The gate agent asked as she waited for my boarding pass to print out.

"My grandfather?" I said. Frankly, it was a little late for special assistance, as both of them were dead. I assumed she must be speaking to the person behind me.

"Does he need a wheelchair? Extra time to board?" This time the woman looked right at me, and without glancing at her airline ID, I knew her name wasn't Patience.

Let me guess. She would walk off the job if she had to deal with one more skinny blonde in Prada who couldn't grasp a simple concept.

Normally this sort of profiling offended me. It was bad enough having just been felt up at the security check-in because my underwire bra set off the metal detector and I had to be ruled out as a terrorist threat. But to be typecast as a bimbo by a woman who clearly colored her own hair, that was just wrong. It reminded me of all the times Hollywood producers wrote me off because I was more Darryl Hannah than Julia Roberts, and they had like zero imagination.

"I'm sorry," I replied. "Are you talking to me?"

"Yes," she snapped. "That gentleman over there." She pointed to an elderly man who was dozing in a corner chair. "Aren't you two traveling together?"

"I don't know. Is he rich?"

"Ma'am, I have no idea ... Your seat assignment is next to his. I just assumed ... I thought I noticed a resemblance."

I studied the silver-haired geezer whose pant waist was up to his pupik. "Yeah, I can see the confusion," I laughed. "We're practically twins."

"Sorry," she sighed. "It's been crazy today, with the rain and cancellations."

"Although I'll be honest" -- I leaned in -- "I did request to sit next to a hot single guy. I guess next time I should be more specific about the age."

"Believe me, you'll be happy." She handed me a boarding card. "I almost put you next to that lady with the screaming twins."

I spotted the young mother whose infants were wailing as if their bottles had been seized by security. So the agent was right. I loved babies, but if I had to listen to those shrill cries all the way from New York to Miami, I just might open the emergency exit door at thirty thousand feet. Better to take my chances with Gramps. Maybe he had a hot single grandson for me.

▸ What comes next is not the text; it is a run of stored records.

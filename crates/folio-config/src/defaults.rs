//! Default values matching the published page.

use crate::schema::*;
use folio_common::Locale;

impl Default for ContentConfig {
    fn default() -> Self {
        Self {
            base_url: "content/".to_string(),
            bypass_cache: true,
        }
    }
}

impl Default for LocalizationConfig {
    fn default() -> Self {
        Self {
            default_locale: Locale::En,
            storage_key: "preferred-language".to_string(),
            about_paragraph_ids: vec![
                "about-paragraph-1".to_string(),
                "about-paragraph-2".to_string(),
            ],
        }
    }
}

impl Default for NavigationConfig {
    fn default() -> Self {
        Self {
            default_section: "interactive-fictions".to_string(),
            deep_link_delay_ms: 100,
            max_digit_shortcut: 5,
        }
    }
}

impl Default for DomContract {
    fn default() -> Self {
        Self {
            active_class: "active".to_string(),
            language_button_class: "lang-btn".to_string(),
            language_button_prefix: "lang-".to_string(),
            tab_class: "nav-tab".to_string(),
            section_class: "section".to_string(),
            section_attribute: "data-section".to_string(),
            project_attribute: "data-project".to_string(),
            project_title_class: "project-title".to_string(),
            project_genre_class: "project-genre".to_string(),
            project_description_class: "project-description".to_string(),
            project_link_class: "project-link".to_string(),
            project_link_locale_prefix: "project-link-".to_string(),
        }
    }
}

impl Default for DecorConfig {
    fn default() -> Self {
        Self {
            body_loaded_class: "fully-loaded".to_string(),
            fade_in_targets: vec![
                "project-card".to_string(),
                "about-content".to_string(),
                "contact-content".to_string(),
            ],
            fade_in_class: "fade-in".to_string(),
            fade_in_stagger_ms: 100,
            hover_icon_classes: vec![
                "fiverr-icon".to_string(),
                "fiverr-contact-icon".to_string(),
            ],
            hover_icon_src: "icons/fiverr-white.svg".to_string(),
            rest_icon_src: "icons/fiverr-black.svg".to_string(),
        }
    }
}

impl Default for LogConfig {
    fn default() -> Self {
        Self {
            level: "info".to_string(),
        }
    }
}
//! Test utilities and shared test helpers for Folio.
//!
//! This module provides common testing utilities and fixtures used across
//! all crates in the workspace for unit and integration testing.

use std::cell::RefCell;
use std::collections::VecDeque;
use std::rc::Rc;
use std::sync::Once;
use std::time::Duration;

use tracing_subscriber::{fmt, EnvFilter};

use crate::runtime::{LocalTask, Scheduler};

/// Initialize test logging once per test run.
static INIT: Once = Once::new();

/// Initialize logging for tests with a sensible default configuration.
/// This function is safe to call multiple times and will only initialize once.
pub fn init_test_logging() {
    INIT.call_once(|| {
        let filter = EnvFilter::try_from_default_env().unwrap_or_else(|_| EnvFilter::new("debug"));

        let _ = fmt().with_test_writer().with_env_filter(filter).try_init();
    });
}

#[derive(Default)]
struct ManualState {
    queue: VecDeque<LocalTask>,
    sleeps: Vec<Duration>,
}

/// Deterministic scheduler that queues spawned tasks until the test drives them.
///
/// Timers resolve immediately; the requested durations are recorded.
#[derive(Clone, Default)]
pub struct ManualScheduler {
    state: Rc<RefCell<ManualState>>,
}

impl ManualScheduler {
    /// Creates an empty scheduler.
    pub fn new() -> Self {
        Self::default()
    }

    /// Number of queued tasks.
    pub fn pending(&self) -> usize {
        self.state.borrow().queue.len()
    }

    /// Durations passed to [`Scheduler::sleep`], in call order.
    pub fn requested_sleeps(&self) -> Vec<Duration> {
        self.state.borrow().sleeps.clone()
    }

    /// Runs queued tasks oldest first, including tasks they spawn.
    pub async fn run_until_idle(&self) {
        loop {
            let next = self.state.borrow_mut().queue.pop_front();
            match next {
                Some(task) => task.await,
                None => break,
            }
        }
    }

    /// Runs queued tasks newest first, simulating completions arriving out of order.
    pub async fn run_newest_first(&self) {
        loop {
            let next = self.state.borrow_mut().queue.pop_back();
            match next {
                Some(task) => task.await,
                None => break,
            }
        }
    }
}

impl Scheduler for ManualScheduler {
    fn spawn(&self, task: LocalTask) {
        self.state.borrow_mut().queue.push_back(task);
    }

    fn sleep(&self, duration: Duration) -> LocalTask {
        self.state.borrow_mut().sleeps.push(duration);
        Box::pin(async {})
    }
}

/// Content payload fixtures.
pub mod content_fixtures {
    /// `about.json` with two paragraphs per locale.
    pub fn about_json() -> &'static str {
        r#"{"paragraphs":{"en":["A","B"],"es":["C","D"]}}"#
    }

    /// A complete project record.
    pub fn project_json() -> &'static str {
        r#"{
  "title": {"en": "Echoes", "es": "Ecos"},
  "genre": {"en": "Interactive fiction", "es": "Ficción interactiva"},
  "description": {"en": "A story about memory.", "es": "Una historia sobre la memoria."},
  "link": {"en": "https://example.com/echoes", "es": "https://example.com/ecos"}
}"#
    }

    /// A project record with only an English link.
    pub fn project_json_english_link_only() -> &'static str {
        r#"{
  "title": {"en": "Drift", "es": "Deriva"},
  "genre": {"en": "Puzzle", "es": "Rompecabezas"},
  "description": {"en": "Float along.", "es": "Déjate llevar."},
  "link": {"en": "x"}
}"#
    }
}
//! Error types and utilities for Folio

use thiserror::Error;

/// Result type alias for Folio operations
pub type FolioResult<T> = std::result::Result<T, FolioError>;

/// Main error type for Folio operations
#[derive(Error, Debug)]
pub enum FolioError {
    /// Configuration related errors
    #[error("Configuration error: {message}")]
    Config {
        /// What was wrong with the configuration
        message: String,
        /// Underlying parse or load failure
        #[source]
        source: Option<Box<dyn std::error::Error + Send + Sync>>,
    },

    /// Persisted preference storage errors
    #[error("Storage error: {message}")]
    Storage {
        /// Message reported by the storage backend
        message: String,
        /// Storage key being read or written
        key: Option<String>,
    },

    /// Browser environment errors (missing window, document, ...)
    #[error("Browser error: {message}")]
    Browser {
        /// Which part of the environment was unavailable
        message: String,
    },

    /// Validation errors for user input or data
    #[error("Validation error: {message}")]
    Validation {
        /// Why the value was rejected
        message: String,
        /// Name of the offending field
        field: Option<String>,
    },
}

impl FolioError {
    /// Create a new configuration error
    pub fn config(msg: impl Into<String>) -> Self {
        Self::Config {
            message: msg.into(),
            source: None,
        }
    }

    /// Create a new configuration error with source
    pub fn config_with_source(
        msg: impl Into<String>,
        source: impl std::error::Error + Send + Sync + 'static,
    ) -> Self {
        Self::Config {
            message: msg.into(),
            source: Some(Box::new(source)),
        }
    }

    /// Create a new storage error for the given key
    pub fn storage(msg: impl Into<String>, key: impl Into<String>) -> Self {
        Self::Storage {
            message: msg.into(),
            key: Some(key.into()),
        }
    }

    /// Create a new browser environment error
    pub fn browser(msg: impl Into<String>) -> Self {
        Self::Browser {
            message: msg.into(),
        }
    }

    /// Create a new validation error with field name
    pub fn validation_field(msg: impl Into<String>, field: impl Into<String>) -> Self {
        Self::Validation {
            message: msg.into(),
            field: Some(field.into()),
        }
    }
}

Unfortunately, I never got to ask. He seemed anxious to chat, but right after takeoff, instead of doing the cordial thing, I napped. Then, when the plane reached a comfortable cruising altitude, I leafed through People magazine and became fixated on this picture of Penny Nichol at her fiftieth birthday bash. I was wondering, was it just me, or had the legendary film actress gotten a little porky around the ass, when suddenly the elderly man seated next to me, the stranger mistaken for my grandfather, started waving, and collapsed on my tray table.

Damn! Too late for a do-over. There would be no reversing his heart attack, nor my abject indifference to him. And I felt terrible. For had I known that his last few hours on earth might be spent on American's Flight 1165, I would have been much friendlier. Offered him my bag of pretzels, or any section he wanted of my New York Times.

Trouble was, it never dawned on me that this could be his final boarding call. Yes, he looked to be in his mid-eighties. But there weren't any signs that his health was failing. No note pinned to his checkered blazer that read, caution: this man is a ticking time bomb.

My first and only indication of distress was when he gasped, clutched his shirt, and fell on top of my magazine. Shame on me. It was only after I realized that his bifocals had fallen in my coffee and his hand was resting in my crotch that I screamed for help.

Please don't think I'm a snob or insensitive to strangers. I'm always chatting with people with whom my only bond is that we're bracing for a bikini wax or sitting in a casting agent's office, hoping the audition won't be another waste of highlights and lip treatments.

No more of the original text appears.